Fear of street food is one of travel's greatest wastes. The world's most extraordinary, authentic, and affordable food is served from carts and stalls — and with a few sensible habits, it is entirely possible to eat adventurously and safely anywhere on earth. Here is everything you need to know.

The Reality of Street Food Safety

Let's start with some reassurance: street food illness is far less common than traveler anxiety suggests. Millions of people eat street food every day across Asia, Africa, and Latin America without incident. The vendors have been feeding their local communities — people who know their food — for years, sometimes decades. If a stall is thriving, it's because its food is good and its customers haven't gotten sick.

The most common cause of traveler illness is not street food but tap water, ice, and salads washed in tap water — things available in restaurants as well as on the street. Understanding this shifts your thinking from avoiding street food to being more consistently water-vigilant.

"The greatest risk in street food isn't what you eat — it's what you don't eat while worrying about what you eat." — Anthony Bourdain
NYC Hot Dog Stand

How to Choose the Right Vendor

Selecting a good street food vendor is a skill that develops quickly once you know what to look for. These signals are reliable across cultures and countries.

🟢 Good Signs

Long queues of locals. Rapid turnover of food. Food cooked fresh to order at high temperature. A clean, organised stall. The vendor eating their own food. Separate utensils for raw and cooked food.

🔴 Warning Signs

Food sitting at room temperature for extended periods. Pre-cooked food with no visible heat source. Flies on food. No running water near the stall. Food not covered when not in use. Very few or no local customers.

The Queue Test

The single most reliable indicator of street food quality and safety is a queue of local people. Locals know which vendors have been making them sick (and they never return) and which ones produce food worth waiting for. If a stall has a line of working people on their lunch break, it has passed the most rigorous food safety test available: community experience.

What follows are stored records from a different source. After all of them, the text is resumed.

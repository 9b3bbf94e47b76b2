//! Request validation shared by the HTTP handlers and the orchestrator.
//!
//! Everything here runs before any collaborator is invoked or any file is
//! written.

use std::str::FromStr;

use lazy_static::lazy_static;
use regex::Regex;
use serde::{Deserialize, Serialize};
use thiserror::Error;
use utils::filename::{has_extension, sanitize_filename};

use super::planpro::PlanProVersion;

#[derive(Debug, Clone, PartialEq, Eq, Error)]
pub enum ValidationError {
    #[error("No location specified")]
    NoLocation,
    #[error("No mode specified")]
    NoMode,
    #[error("No option types specified")]
    NoOptionTypes,
    #[error("Invalid polygon: {0}")]
    InvalidPolygon(String),
    #[error("No file provided")]
    NoFile,
    #[error("Invalid file extension, expected .ppxml")]
    InvalidExtension,
    #[error("Unsupported PlanPro version: {0}")]
    UnsupportedVersion(String),
    #[error("Invalid signal type selection: {0}")]
    InvalidSignalSelection(String),
    #[error("Unknown output mode: {0}")]
    UnknownOutputMode(String),
    #[error("Unknown export format: {0}")]
    UnknownExportFormat(String),
    #[error("Unknown coordinate representation: {0}")]
    UnknownCoordinateRepresentation(String),
    #[error("No import id specified")]
    NoImportId,
    #[error("Invalid import id: {0}")]
    InvalidImportId(String),
}

lazy_static! {
    static ref COORDINATE_PAIR: Regex = Regex::new(
        r"[\(\[]\s*([-+]?\d+(?:\.\d+)?(?:[eE][-+]?\d+)?)\s*,\s*([-+]?\d+(?:\.\d+)?(?:[eE][-+]?\d+)?)\s*[\)\]]"
    )
    .expect("coordinate pattern is valid");
}

/// An ordered list of `(lat, lon)` pairs describing the import area
#[derive(Debug, Clone, PartialEq)]
pub struct Polygon(Vec<(f64, f64)>);

impl Polygon {
    /// Parse the textual list form `[(lat, lon), (lat, lon), ...]`.
    /// Square brackets are accepted for the pairs as well.
    pub fn parse(raw: &str) -> Result<Self, ValidationError> {
        let trimmed = raw.trim();
        let inner = trimmed
            .strip_prefix('[')
            .and_then(|rest| rest.strip_suffix(']'))
            .ok_or_else(|| ValidationError::InvalidPolygon("expected a bracketed list".into()))?;

        let mut points = Vec::new();
        let mut consumed = 0;
        for captures in COORDINATE_PAIR.captures_iter(inner) {
            let Some(whole) = captures.get(0) else {
                continue;
            };
            if !is_separator(&inner[consumed..whole.start()]) {
                return Err(ValidationError::InvalidPolygon(format!(
                    "unexpected input near '{}'",
                    inner[consumed..whole.start()].trim()
                )));
            }
            consumed = whole.end();

            let lat = parse_coordinate(&captures[1])?;
            let lon = parse_coordinate(&captures[2])?;
            points.push((lat, lon));
        }
        if !is_separator(&inner[consumed..]) {
            return Err(ValidationError::InvalidPolygon(format!(
                "unexpected input near '{}'",
                inner[consumed..].trim()
            )));
        }

        if points.is_empty() {
            return Err(ValidationError::NoLocation);
        }
        Ok(Self(points))
    }

    pub fn points(&self) -> &[(f64, f64)] {
        &self.0
    }

    /// Flatten to the space separated form the geometry importer expects:
    /// `[(0,0),(0,1)]` becomes `"0 0 0 1"`
    pub fn to_coordinate_string(&self) -> String {
        self.0
            .iter()
            .flat_map(|(lat, lon)| [lat.to_string(), lon.to_string()])
            .collect::<Vec<_>>()
            .join(" ")
    }
}

fn is_separator(text: &str) -> bool {
    text.chars().all(|c| c.is_whitespace() || c == ',')
}

fn parse_coordinate(raw: &str) -> Result<f64, ValidationError> {
    raw.parse::<f64>()
        .map_err(|_| ValidationError::InvalidPolygon(format!("'{raw}' is not a number")))
}

/// What the orchestrator produces from an imported topology
#[derive(Debug, Clone, Copy, PartialEq, Eq, Serialize, Deserialize)]
#[serde(rename_all = "snake_case")]
pub enum OutputMode {
    PlanExport,
    Routes,
    Schematic,
}

impl FromStr for OutputMode {
    type Err = ValidationError;

    fn from_str(raw: &str) -> Result<Self, Self::Err> {
        match raw.trim().to_ascii_lowercase().as_str() {
            "planpro" | "plan_export" | "plan-export" => Ok(Self::PlanExport),
            "routes" => Ok(Self::Routes),
            "schematic" => Ok(Self::Schematic),
            _ => Err(ValidationError::UnknownOutputMode(raw.to_string())),
        }
    }
}

/// Formats offered by the cached-export download
#[derive(Debug, Clone, Copy, PartialEq, Eq, Serialize, Deserialize)]
#[serde(rename_all = "lowercase")]
pub enum ExportFormat {
    Ppxml,
    Json,
}

impl ExportFormat {
    pub fn extension(&self) -> &'static str {
        match self {
            ExportFormat::Ppxml => "ppxml",
            ExportFormat::Json => "json",
        }
    }

    pub fn content_type(&self) -> &'static str {
        match self {
            ExportFormat::Ppxml => "application/xml",
            ExportFormat::Json => "application/json",
        }
    }
}

impl FromStr for ExportFormat {
    type Err = ValidationError;

    fn from_str(raw: &str) -> Result<Self, Self::Err> {
        match raw.trim().to_ascii_lowercase().as_str() {
            "ppxml" => Ok(Self::Ppxml),
            "json" => Ok(Self::Json),
            _ => Err(ValidationError::UnknownExportFormat(raw.to_string())),
        }
    }
}

/// A validated geometry conversion request
#[derive(Debug, Clone, PartialEq)]
pub struct GeometryRequest {
    pub polygon: Polygon,
    pub mode: OutputMode,
    pub option_types: Vec<String>,
}

/// Validate the geometry request parameters.
///
/// Checks run in a fixed order: location, then mode, then option types.
/// A polygon that is empty or cannot be parsed counts as a missing location.
/// Only the PlanPro export and route modes are offered for geometry
/// imports; anything else counts as a missing mode.
pub fn validate_geometry_request(
    location: Option<&str>,
    mode: Option<&str>,
    option_types: &[String],
) -> Result<GeometryRequest, ValidationError> {
    let location = location
        .map(str::trim)
        .filter(|l| !l.is_empty())
        .ok_or(ValidationError::NoLocation)?;
    let polygon = Polygon::parse(location).map_err(|e| {
        tracing::debug!("Rejecting polygon {:?}: {}", location, e);
        ValidationError::NoLocation
    })?;

    let mode = match mode.map(str::trim).filter(|m| !m.is_empty()) {
        Some(raw) => match raw.parse::<OutputMode>() {
            Ok(mode @ (OutputMode::PlanExport | OutputMode::Routes)) => mode,
            _ => return Err(ValidationError::NoMode),
        },
        None => return Err(ValidationError::NoMode),
    };

    let option_types: Vec<String> = option_types
        .iter()
        .map(|t| t.trim())
        .filter(|t| !t.is_empty())
        .map(str::to_string)
        .collect();
    if option_types.is_empty() {
        return Err(ValidationError::NoOptionTypes);
    }

    Ok(GeometryRequest {
        polygon,
        mode,
        option_types,
    })
}

/// A validated PlanPro upload
#[derive(Debug, Clone, PartialEq)]
pub struct PlanUpload {
    /// Sanitized file name, safe to join onto a directory
    pub filename: String,
    pub version: PlanProVersion,
    pub signal_filter: bool,
}

/// Interpret the signal type selection sent with an upload.
/// `true` keeps only main signals.
pub fn parse_signal_filter(raw: Option<&str>) -> Result<bool, ValidationError> {
    let Some(raw) = raw else {
        return Ok(false);
    };
    match raw.trim().to_ascii_lowercase().as_str() {
        "true" | "1" | "on" | "yes" | "ks" => Ok(true),
        "" | "false" | "0" | "off" | "no" | "all" => Ok(false),
        _ => Err(ValidationError::InvalidSignalSelection(raw.to_string())),
    }
}

pub fn validate_plan_upload(
    filename: Option<&str>,
    version: Option<&str>,
    signal_types: Option<&str>,
) -> Result<PlanUpload, ValidationError> {
    let raw_name = filename
        .map(str::trim)
        .filter(|f| !f.is_empty())
        .ok_or(ValidationError::NoFile)?;
    if !has_extension(raw_name, "ppxml") {
        return Err(ValidationError::InvalidExtension);
    }
    let filename = sanitize_filename(raw_name).ok_or(ValidationError::InvalidExtension)?;
    if !has_extension(&filename, "ppxml") {
        return Err(ValidationError::InvalidExtension);
    }

    let version_raw = version.unwrap_or_default();
    let version = PlanProVersion::parse(version_raw)
        .ok_or_else(|| ValidationError::UnsupportedVersion(version_raw.to_string()))?;

    let signal_filter = parse_signal_filter(signal_types)?;

    Ok(PlanUpload {
        filename,
        version,
        signal_filter,
    })
}
use anyhow::{self, Error as AnyhowError};
use deployment::{Deployment, DeploymentError};
use server::{DeploymentImpl, routes};
use strip_ansi_escapes::strip;
use thiserror::Error;
use tracing_subscriber::{EnvFilter, prelude::*};

const DEFAULT_PORT: u16 = 8000;

#[derive(Debug, Error)]
pub enum TopologyServerError {
    #[error(transparent)]
    Io(#[from] std::io::Error),
    #[error(transparent)]
    Deployment(#[from] DeploymentError),
    #[error(transparent)]
    Other(#[from] AnyhowError),
}

fn port_from_env() -> u16 {
    std::env::var("BACKEND_PORT")
        .or_else(|_| std::env::var("PORT"))
        .ok()
        .and_then(|s| {
            // remove any ANSI codes before parsing
            let cleaned = String::from_utf8(strip(s.as_bytes())).ok()?;
            cleaned.trim().parse::<u16>().ok()
        })
        .unwrap_or_else(|| {
            tracing::info!("No PORT environment variable set, using port {DEFAULT_PORT}");
            DEFAULT_PORT
        })
}

async fn shutdown_signal() {
    if let Err(e) = tokio::signal::ctrl_c().await {
        tracing::error!("Failed to listen for shutdown signal: {}", e);
    }
    tracing::info!("Shutting down");
}

#[tokio::main]
async fn main() -> Result<(), TopologyServerError> {
    // Load environment variables from `.env` if present
    dotenv::dotenv().ok();

    let log_level = std::env::var("RUST_LOG").unwrap_or_else(|_| "info".to_string());
    let filter_string = format!(
        "warn,server={level},services={level},deployment={level},local_deployment={level},topology={level},utils={level}",
        level = log_level
    );
    let env_filter = EnvFilter::try_new(filter_string)
        .map_err(|e| anyhow::anyhow!("Failed to create tracing filter: {e}"))?;
    tracing_subscriber::registry()
        .with(tracing_subscriber::fmt::layer().with_filter(env_filter))
        .init();

    let deployment = DeploymentImpl::new().await?;
    let sweeper = deployment.spawn_cache_eviction();

    let app_router = routes::router(deployment);

    let port = port_from_env();
    let host = std::env::var("HOST").unwrap_or_else(|_| "127.0.0.1".to_string());
    let listener = tokio::net::TcpListener::bind(format!("{host}:{port}")).await?;
    let actual_port = listener.local_addr()?.port();

    tracing::info!("Server running on http://{host}:{actual_port}");

    let served = axum::serve(listener, app_router)
        .with_graceful_shutdown(shutdown_signal())
        .await;
    sweeper.abort();
    served?;
    Ok(())
}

Bangkok Street Food Market

Water: The Real Risk

The majority of traveler stomach problems are caused by water, not food. In many countries, tap water contains microorganisms that local populations have developed immunity to through years of exposure, but that cause digestive upset in first-time visitors.

Avoid tap water, ice from unclear sources, and raw salads or fruits that may have been rinsed in tap water. Stick to bottled water, hot drinks made with boiled water, carbonated drinks, and fruits you peel yourself. This one habit will dramatically reduce your risk more than any food choice.

Preparing Your Stomach for Adventure

Eating probiotics in the week before your trip — through yogurt, kefir, sauerkraut, or probiotic supplements — can help establish a resilient gut microbiome. Some experienced food travelers also take a gentle probiotic daily while traveling.

Start slowly in a new country — begin with cooked foods in the first day or two before moving to rawer preparations. Give your digestive system time to adjust to new flavors, spices, and the local microbial environment before diving into the most adventurous eating.

Indonesian Nasi Goreng

The Complete Do's and Don'ts

Do This

  • Follow queues of local workers and families
  • Eat food cooked fresh in front of you at high heat
  • Carry hand sanitiser and use it before eating
  • Drink bottled water and avoid ice if uncertain
  • Peel all fruit yourself
  • Ask for your food well-done if you're uncertain
  • Carry oral rehydration sachets just in case
  • Trust your nose — good food smells good

Avoid This

  • Pre-cooked food sitting at room temperature
  • Raw salads in areas with unreliable tap water
  • Shellfish and raw seafood in very hot climates
  • Ice in drinks if water quality is uncertain
  • Food from vendors with very few customers
  • Buffet food that has been sitting out for hours
  • Unpasteurised dairy in hot climates
  • Eating with unwashed hands

What to Do If You Get Ill

If you do experience stomach upset — which even experienced food travelers occasionally do — the most important things are rest, rehydration, and patience. Most travel stomach upsets resolve within 24–48 hours with rest and oral rehydration salts.

Seek medical attention if you have a high fever (above 38.5°C/101.3°F), blood in your stool, symptoms lasting more than three days, or severe dehydration. Travel insurance with medical coverage is always advisable for this reason.

The final thought: don't let fear win. The world's greatest food is on the streets, and the occasional minor upset is a small price for some of the most memorable meals of your life. Eat adventurously, eat thoughtfully, and eat joyfully.